pub mod collection;

use anyhow::Context;
use shelf_catalog::StockLine;
use shelf_kernel::{InitCtx, Module};

/// Built-in collection the library opens with
pub struct BooksModule;

impl BooksModule {
    pub const fn new() -> Self {
        Self
    }
}

impl Default for BooksModule {
    fn default() -> Self {
        Self::new()
    }
}

impl Module for BooksModule {
    fn name(&self) -> &'static str {
        "books"
    }

    fn init(&self, ctx: &InitCtx<'_>) -> anyhow::Result<()> {
        tracing::info!(
            module = self.name(),
            environment = ?ctx.settings.environment,
            enabled = ctx.settings.library.builtin_collection,
            "books module initialized"
        );
        Ok(())
    }

    fn stock(&self, ctx: &InitCtx<'_>) -> anyhow::Result<Vec<StockLine>> {
        if !ctx.settings.library.builtin_collection {
            tracing::info!(module = self.name(), "built-in collection disabled");
            return Ok(vec![]);
        }
        collection::collection().context("built-in collection contains an invalid entry")
    }
}

/// Create a new instance of the books module
pub fn create_module() -> std::sync::Arc<dyn Module> {
    std::sync::Arc::new(BooksModule::new())
}

#[cfg(test)]
mod tests {
    use super::*;
    use rust_decimal_macros::dec;
    use shelf_catalog::EntryKind;
    use shelf_kernel::settings::Settings;

    #[test]
    fn collection_matches_opening_stock() {
        let lines = collection::collection().unwrap();
        let stock: Vec<_> = lines
            .iter()
            .map(|line| (line.entry.title(), line.quantity))
            .collect();

        assert_eq!(
            stock,
            vec![
                ("Strach", 5),
                ("Hlbina", 3),
                ("Holly", 3),
                ("Oko za oko", 5),
                ("Program Joshua", 1),
                ("Výkupné", 1),
                ("Encyklopédia zvierat", 3),
                ("Encyklopédia bylín", 4),
            ]
        );
    }

    #[test]
    fn collection_values_follow_kind_rules() {
        let lines = collection::collection().unwrap();
        let value_of = |title: &str| {
            lines
                .iter()
                .find(|line| line.entry.title() == title)
                .map(|line| line.entry.value())
                .unwrap()
        };

        assert_eq!(value_of("Holly"), dec!(21.76));
        assert_eq!(value_of("Oko za oko"), dec!(37.82));
        assert_eq!(value_of("Program Joshua"), dec!(63.51));
        assert_eq!(value_of("Encyklopédia zvierat"), dec!(54.75));
        assert_eq!(value_of("Encyklopédia bylín"), dec!(8.90));
    }

    #[test]
    fn collection_flags_are_preserved() {
        let lines = collection::collection().unwrap();
        assert_eq!(
            lines[5].entry.kind(),
            EntryKind::Collectible {
                signed: false,
                rare: true
            }
        );
    }

    #[test]
    fn disabled_collection_stocks_nothing() {
        let mut settings = Settings::default();
        settings.library.builtin_collection = false;
        let ctx = InitCtx {
            settings: &settings,
        };

        assert!(BooksModule::new().stock(&ctx).unwrap().is_empty());
    }
}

YOUR TASK ::
Wherever the word "false" turns up in the records above, copy the line that holds it.

RESPONSE TO THIS EXERCISE ::
                signed: false,
        settings.library.builtin_collection = false;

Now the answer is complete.